[How to complete this task] Print verbatim every line starting at the one that contains "let header = table.lines().next().unwrap();" and ending at the final line of the records; include both endpoints.

--- Listed records Enclosed Below ---

use std::fmt;

use crate::image_pipeline::sort::{SortParameter, Sortable};

/// Console table of sorted records.
///
/// Color columns are shown only when color information was extracted; the
/// column the run sorted by carries a `*`.
pub struct RecordTable<'a, T: Sortable> {
    records: &'a [T],
    sorted_by: SortParameter,
}

impl<'a, T: Sortable> RecordTable<'a, T> {
    pub fn new(records: &'a [T], sorted_by: SortParameter) -> Self {
        Self { records, sorted_by }
    }

    fn header(&self, label: &str, column: SortParameter) -> String {
        if column == self.sorted_by {
            format!("{label}*")
        } else {
            label.to_string()
        }
    }
}

impl<T: Sortable> fmt::Display for RecordTable<'_, T> {
    fn fmt(&self, f: &mut fmt::Formatter<'_>) -> fmt::Result {
        let name_width = self
            .records
            .iter()
            .map(|r| r.filename().chars().count())
            .chain(std::iter::once(9))
            .max()
            .unwrap_or(9);
        let with_color = self.records.iter().any(|r| r.color().is_some());

        write!(
            f,
            "{:>5}  {:<name_width$}",
            "#",
            self.header("filename", SortParameter::Filename)
        )?;
        if with_color {
            write!(
                f,
                "  {:>5}  {:>11}  {:>6}  {:>7}  {:>7}",
                self.header("hue", SortParameter::Hue),
                self.header("saturation", SortParameter::Saturation),
                self.header("value", SortParameter::Value),
                self.header("luma", SortParameter::Luma),
                "color"
            )?;
        }
        writeln!(f)?;

        for (index, record) in self.records.iter().enumerate() {
            write!(f, "{:>5}  {:<name_width$}", index + 1, record.filename())?;
            if let Some(color) = record.color() {
                write!(
                    f,
                    "  {:>5}  {:>11.1}  {:>6.1}  {:>7.2}  #{}",
                    color.hue,
                    color.saturation,
                    color.value,
                    color.luma,
                    color.hex()
                )?;
            }
            writeln!(f)?;
        }
        Ok(())
    }
}

#[cfg(test)]
mod tests {
    use super::*;
    use crate::image_pipeline::color::ColorInfo;
    use crate::image_pipeline::pipeline::types::RecordEntry;
    use image::Rgb;

    fn entry(name: &str, rgb: Option<[u8; 3]>) -> RecordEntry {
        RecordEntry {
            filename: name.to_string(),
            color: rgb.map(|c| ColorInfo::from_rgb(Rgb(c))),
        }
    }

    #[test]
    fn test_marks_sort_column() {
        let records = vec![entry("red.png", Some([255, 0, 0]))];
        let table = RecordTable::new(&records, SortParameter::Luma).to_string();
        let header = table.lines().next().unwrap();
        assert!(header.contains("luma*"));
        assert!(!header.contains("hue*"));

        let row = table.lines().nth(1).unwrap();
        assert!(row.contains("red.png"));
        assert!(row.contains("100.0"));
        assert!(row.contains("76.50"));
        assert!(row.contains("#ff0000"));
    }

    #[test]
    fn test_filename_only_table() {
        let records = vec![entry("a.png", None), entry("b.png", None)];
        let table = RecordTable::new(&records, SortParameter::Filename).to_string();
        let lines: Vec<_> = table.lines().collect();
        assert_eq!(lines.len(), 3);
        assert!(lines[0].contains("filename*"));
        assert!(!lines[0].contains("hue"));
        assert!(lines[2].contains("b.png"));
    }
}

--- End of Enclosed Listed records ---

[Problem solution]
        let header = table.lines().next().unwrap();
        assert!(header.contains("luma*"));
        assert!(!header.contains("hue*"));

        let row = table.lines().nth(1).unwrap();
        assert!(row.contains("red.png"));
        assert!(row.contains("100.0"));
        assert!(row.contains("76.50"));
        assert!(row.contains("#ff0000"));
    }

    #[test]
    fn test_filename_only_table() {
        let records = vec![entry("a.png", None), entry("b.png", None)];
        let table = RecordTable::new(&records, SortParameter::Filename).to_string();
        let lines: Vec<_> = table.lines().collect();
        assert_eq!(lines.len(), 3);
        assert!(lines[0].contains("filename*"));
        assert!(!lines[0].contains("hue"));
        assert!(lines[2].contains("b.png"));
    }
}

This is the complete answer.